Given entries:
+-------+

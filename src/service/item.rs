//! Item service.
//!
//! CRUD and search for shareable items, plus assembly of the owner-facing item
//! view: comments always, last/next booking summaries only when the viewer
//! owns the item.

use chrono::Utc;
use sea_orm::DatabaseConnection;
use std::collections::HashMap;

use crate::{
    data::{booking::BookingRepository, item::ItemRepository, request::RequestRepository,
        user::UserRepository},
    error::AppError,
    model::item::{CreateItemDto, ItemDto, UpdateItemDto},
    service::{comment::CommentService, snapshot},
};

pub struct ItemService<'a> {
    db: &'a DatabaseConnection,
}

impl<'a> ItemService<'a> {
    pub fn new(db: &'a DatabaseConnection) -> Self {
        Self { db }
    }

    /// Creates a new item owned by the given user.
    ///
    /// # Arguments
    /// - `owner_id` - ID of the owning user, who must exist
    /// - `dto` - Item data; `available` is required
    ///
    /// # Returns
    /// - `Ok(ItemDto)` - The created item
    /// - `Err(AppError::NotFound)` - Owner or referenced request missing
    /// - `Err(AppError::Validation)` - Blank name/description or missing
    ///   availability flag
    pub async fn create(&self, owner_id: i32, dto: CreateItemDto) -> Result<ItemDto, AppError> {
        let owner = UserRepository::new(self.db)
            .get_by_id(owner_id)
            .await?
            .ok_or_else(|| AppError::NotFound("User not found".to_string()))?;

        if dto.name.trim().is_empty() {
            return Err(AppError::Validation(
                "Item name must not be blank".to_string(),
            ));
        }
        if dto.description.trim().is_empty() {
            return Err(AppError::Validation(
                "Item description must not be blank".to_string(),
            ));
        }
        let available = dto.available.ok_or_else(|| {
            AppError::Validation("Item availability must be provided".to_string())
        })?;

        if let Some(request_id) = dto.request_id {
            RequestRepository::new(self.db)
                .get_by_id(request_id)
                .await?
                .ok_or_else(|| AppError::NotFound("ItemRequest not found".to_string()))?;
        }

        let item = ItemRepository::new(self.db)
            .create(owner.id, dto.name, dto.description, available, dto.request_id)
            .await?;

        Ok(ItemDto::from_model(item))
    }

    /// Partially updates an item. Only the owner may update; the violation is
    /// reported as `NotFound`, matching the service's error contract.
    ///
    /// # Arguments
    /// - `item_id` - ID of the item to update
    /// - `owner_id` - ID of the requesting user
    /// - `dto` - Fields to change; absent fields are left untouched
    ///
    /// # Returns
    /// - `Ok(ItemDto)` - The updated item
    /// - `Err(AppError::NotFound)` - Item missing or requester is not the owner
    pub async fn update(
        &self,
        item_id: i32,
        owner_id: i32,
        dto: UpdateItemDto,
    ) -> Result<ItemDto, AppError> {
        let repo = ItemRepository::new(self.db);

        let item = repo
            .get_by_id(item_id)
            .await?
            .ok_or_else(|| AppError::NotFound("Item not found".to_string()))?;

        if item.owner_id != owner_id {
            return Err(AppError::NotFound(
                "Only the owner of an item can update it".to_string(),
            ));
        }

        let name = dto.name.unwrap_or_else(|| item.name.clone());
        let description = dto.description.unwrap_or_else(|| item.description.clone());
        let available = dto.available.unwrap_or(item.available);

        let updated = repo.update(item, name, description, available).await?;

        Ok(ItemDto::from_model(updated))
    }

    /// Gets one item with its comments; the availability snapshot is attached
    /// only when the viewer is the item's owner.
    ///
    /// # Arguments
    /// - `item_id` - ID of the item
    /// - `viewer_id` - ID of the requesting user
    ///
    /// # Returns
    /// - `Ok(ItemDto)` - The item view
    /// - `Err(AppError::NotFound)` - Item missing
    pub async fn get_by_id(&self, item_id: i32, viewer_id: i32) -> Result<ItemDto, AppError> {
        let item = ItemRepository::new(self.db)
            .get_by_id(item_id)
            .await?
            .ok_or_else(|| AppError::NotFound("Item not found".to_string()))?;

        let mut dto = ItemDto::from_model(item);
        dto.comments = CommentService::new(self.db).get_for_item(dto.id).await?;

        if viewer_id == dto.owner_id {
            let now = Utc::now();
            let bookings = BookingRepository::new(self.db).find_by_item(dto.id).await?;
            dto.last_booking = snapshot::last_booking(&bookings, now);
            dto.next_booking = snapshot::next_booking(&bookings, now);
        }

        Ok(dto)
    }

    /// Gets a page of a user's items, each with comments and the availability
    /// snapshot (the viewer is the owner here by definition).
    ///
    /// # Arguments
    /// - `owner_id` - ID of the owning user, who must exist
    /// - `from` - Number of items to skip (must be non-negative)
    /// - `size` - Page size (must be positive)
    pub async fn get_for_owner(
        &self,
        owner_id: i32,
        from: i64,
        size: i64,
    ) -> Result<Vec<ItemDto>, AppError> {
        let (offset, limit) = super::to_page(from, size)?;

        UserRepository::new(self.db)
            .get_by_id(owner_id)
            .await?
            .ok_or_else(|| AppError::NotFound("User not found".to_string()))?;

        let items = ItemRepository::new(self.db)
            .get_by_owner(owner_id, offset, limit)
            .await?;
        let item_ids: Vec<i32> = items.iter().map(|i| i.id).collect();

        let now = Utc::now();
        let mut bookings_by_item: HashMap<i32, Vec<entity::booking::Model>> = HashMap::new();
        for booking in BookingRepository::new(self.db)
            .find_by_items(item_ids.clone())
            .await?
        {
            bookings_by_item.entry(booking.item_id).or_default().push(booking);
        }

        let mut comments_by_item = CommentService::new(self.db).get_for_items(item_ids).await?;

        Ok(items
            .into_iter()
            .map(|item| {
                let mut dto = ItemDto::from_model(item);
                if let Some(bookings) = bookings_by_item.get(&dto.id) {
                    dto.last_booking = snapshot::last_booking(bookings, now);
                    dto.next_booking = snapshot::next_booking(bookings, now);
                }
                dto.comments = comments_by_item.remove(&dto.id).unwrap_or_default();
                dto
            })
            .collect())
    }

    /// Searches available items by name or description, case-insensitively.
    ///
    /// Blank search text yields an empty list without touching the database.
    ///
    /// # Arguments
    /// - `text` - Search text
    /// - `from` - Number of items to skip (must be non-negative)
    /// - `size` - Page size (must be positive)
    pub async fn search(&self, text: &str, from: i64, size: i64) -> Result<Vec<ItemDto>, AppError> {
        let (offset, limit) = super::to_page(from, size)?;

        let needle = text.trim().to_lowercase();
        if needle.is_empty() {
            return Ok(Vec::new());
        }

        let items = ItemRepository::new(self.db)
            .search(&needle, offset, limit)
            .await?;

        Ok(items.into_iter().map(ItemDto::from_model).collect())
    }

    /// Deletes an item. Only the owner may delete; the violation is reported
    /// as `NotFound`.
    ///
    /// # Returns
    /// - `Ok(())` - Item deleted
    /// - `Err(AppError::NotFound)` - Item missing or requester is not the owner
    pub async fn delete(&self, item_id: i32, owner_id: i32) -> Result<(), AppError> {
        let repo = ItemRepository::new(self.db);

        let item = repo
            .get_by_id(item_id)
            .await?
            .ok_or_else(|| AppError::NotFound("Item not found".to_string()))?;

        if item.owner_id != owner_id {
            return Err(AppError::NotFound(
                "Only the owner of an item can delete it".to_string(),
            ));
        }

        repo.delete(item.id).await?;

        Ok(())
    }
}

+-------+

What needs to be done: What you return should be the records above, repeated exactly.

Expected answer:
filename src/service/item.rs
//! Item service.
//!
//! CRUD and search for shareable items, plus assembly of the owner-facing item
//! view: comments always, last/next booking summaries only when the viewer
//! owns the item.

use chrono::Utc;
use sea_orm::DatabaseConnection;
use std::collections::HashMap;

use crate::{
    data::{booking::BookingRepository, item::ItemRepository, request::RequestRepository,
        user::UserRepository},
    error::AppError,
    model::item::{CreateItemDto, ItemDto, UpdateItemDto},
    service::{comment::CommentService, snapshot},
};

pub struct ItemService<'a> {
    db: &'a DatabaseConnection,
}

impl<'a> ItemService<'a> {
    pub fn new(db: &'a DatabaseConnection) -> Self {
        Self { db }
    }

    /// Creates a new item owned by the given user.
    ///
    /// # Arguments
    /// - `owner_id` - ID of the owning user, who must exist
    /// - `dto` - Item data; `available` is required
    ///
    /// # Returns
    /// - `Ok(ItemDto)` - The created item
    /// - `Err(AppError::NotFound)` - Owner or referenced request missing
    /// - `Err(AppError::Validation)` - Blank name/description or missing
    ///   availability flag
    pub async fn create(&self, owner_id: i32, dto: CreateItemDto) -> Result<ItemDto, AppError> {
        let owner = UserRepository::new(self.db)
            .get_by_id(owner_id)
            .await?
            .ok_or_else(|| AppError::NotFound("User not found".to_string()))?;

        if dto.name.trim().is_empty() {
            return Err(AppError::Validation(
                "Item name must not be blank".to_string(),
            ));
        }
        if dto.description.trim().is_empty() {
            return Err(AppError::Validation(
                "Item description must not be blank".to_string(),
            ));
        }
        let available = dto.available.ok_or_else(|| {
            AppError::Validation("Item availability must be provided".to_string())
        })?;

        if let Some(request_id) = dto.request_id {
            RequestRepository::new(self.db)
                .get_by_id(request_id)
                .await?
                .ok_or_else(|| AppError::NotFound("ItemRequest not found".to_string()))?;
        }

        let item = ItemRepository::new(self.db)
            .create(owner.id, dto.name, dto.description, available, dto.request_id)
            .await?;

        Ok(ItemDto::from_model(item))
    }

    /// Partially updates an item. Only the owner may update; the violation is
    /// reported as `NotFound`, matching the service's error contract.
    ///
    /// # Arguments
    /// - `item_id` - ID of the item to update
    /// - `owner_id` - ID of the requesting user
    /// - `dto` - Fields to change; absent fields are left untouched
    ///
    /// # Returns
    /// - `Ok(ItemDto)` - The updated item
    /// - `Err(AppError::NotFound)` - Item missing or requester is not the owner
    pub async fn update(
        &self,
        item_id: i32,
        owner_id: i32,
        dto: UpdateItemDto,
    ) -> Result<ItemDto, AppError> {
        let repo = ItemRepository::new(self.db);

        let item = repo
            .get_by_id(item_id)
            .await?
            .ok_or_else(|| AppError::NotFound("Item not found".to_string()))?;

        if item.owner_id != owner_id {
            return Err(AppError::NotFound(
                "Only the owner of an item can update it".to_string(),
            ));
        }

        let name = dto.name.unwrap_or_else(|| item.name.clone());
        let description = dto.description.unwrap_or_else(|| item.description.clone());
        let available = dto.available.unwrap_or(item.available);

        let updated = repo.update(item, name, description, available).await?;

        Ok(ItemDto::from_model(updated))
    }

    /// Gets one item with its comments; the availability snapshot is attached
    /// only when the viewer is the item's owner.
    ///
    /// # Arguments
    /// - `item_id` - ID of the item
    /// - `viewer_id` - ID of the requesting user
    ///
    /// # Returns
    /// - `Ok(ItemDto)` - The item view
    /// - `Err(AppError::NotFound)` - Item missing
    pub async fn get_by_id(&self, item_id: i32, viewer_id: i32) -> Result<ItemDto, AppError> {
        let item = ItemRepository::new(self.db)
            .get_by_id(item_id)
            .await?
            .ok_or_else(|| AppError::NotFound("Item not found".to_string()))?;

        let mut dto = ItemDto::from_model(item);
        dto.comments = CommentService::new(self.db).get_for_item(dto.id).await?;

        if viewer_id == dto.owner_id {
            let now = Utc::now();
            let bookings = BookingRepository::new(self.db).find_by_item(dto.id).await?;
            dto.last_booking = snapshot::last_booking(&bookings, now);
            dto.next_booking = snapshot::next_booking(&bookings, now);
        }

        Ok(dto)
    }

    /// Gets a page of a user's items, each with comments and the availability
    /// snapshot (the viewer is the owner here by definition).
    ///
    /// # Arguments
    /// - `owner_id` - ID of the owning user, who must exist
    /// - `from` - Number of items to skip (must be non-negative)
    /// - `size` - Page size (must be positive)
    pub async fn get_for_owner(
        &self,
        owner_id: i32,
        from: i64,
        size: i64,
    ) -> Result<Vec<ItemDto>, AppError> {
        let (offset, limit) = super::to_page(from, size)?;

        UserRepository::new(self.db)
            .get_by_id(owner_id)
            .await?
            .ok_or_else(|| AppError::NotFound("User not found".to_string()))?;

        let items = ItemRepository::new(self.db)
            .get_by_owner(owner_id, offset, limit)
            .await?;
        let item_ids: Vec<i32> = items.iter().map(|i| i.id).collect();

        let now = Utc::now();
        let mut bookings_by_item: HashMap<i32, Vec<entity::booking::Model>> = HashMap::new();
        for booking in BookingRepository::new(self.db)
            .find_by_items(item_ids.clone())
            .await?
        {
            bookings_by_item.entry(booking.item_id).or_default().push(booking);
        }

        let mut comments_by_item = CommentService::new(self.db).get_for_items(item_ids).await?;

        Ok(items
            .into_iter()
            .map(|item| {
                let mut dto = ItemDto::from_model(item);
                if let Some(bookings) = bookings_by_item.get(&dto.id) {
                    dto.last_booking = snapshot::last_booking(bookings, now);
                    dto.next_booking = snapshot::next_booking(bookings, now);
                }
                dto.comments = comments_by_item.remove(&dto.id).unwrap_or_default();
                dto
            })
            .collect())
    }

    /// Searches available items by name or description, case-insensitively.
    ///
    /// Blank search text yields an empty list without touching the database.
    ///
    /// # Arguments
    /// - `text` - Search text
    /// - `from` - Number of items to skip (must be non-negative)
    /// - `size` - Page size (must be positive)
    pub async fn search(&self, text: &str, from: i64, size: i64) -> Result<Vec<ItemDto>, AppError> {
        let (offset, limit) = super::to_page(from, size)?;

        let needle = text.trim().to_lowercase();
        if needle.is_empty() {
            return Ok(Vec::new());
        }

        let items = ItemRepository::new(self.db)
            .search(&needle, offset, limit)
            .await?;

        Ok(items.into_iter().map(ItemDto::from_model).collect())
    }

    /// Deletes an item. Only the owner may delete; the violation is reported
    /// as `NotFound`.
    ///
    /// # Returns
    /// - `Ok(())` - Item deleted
    /// - `Err(AppError::NotFound)` - Item missing or requester is not the owner
    pub async fn delete(&self, item_id: i32, owner_id: i32) -> Result<(), AppError> {
        let repo = ItemRepository::new(self.db);

        let item = repo
            .get_by_id(item_id)
            .await?
            .ok_or_else(|| AppError::NotFound("Item not found".to_string()))?;

        if item.owner_id != owner_id {
            return Err(AppError::NotFound(
                "Only the owner of an item can delete it".to_string(),
            ));
        }

        repo.delete(item.id).await?;

        Ok(())
    }
}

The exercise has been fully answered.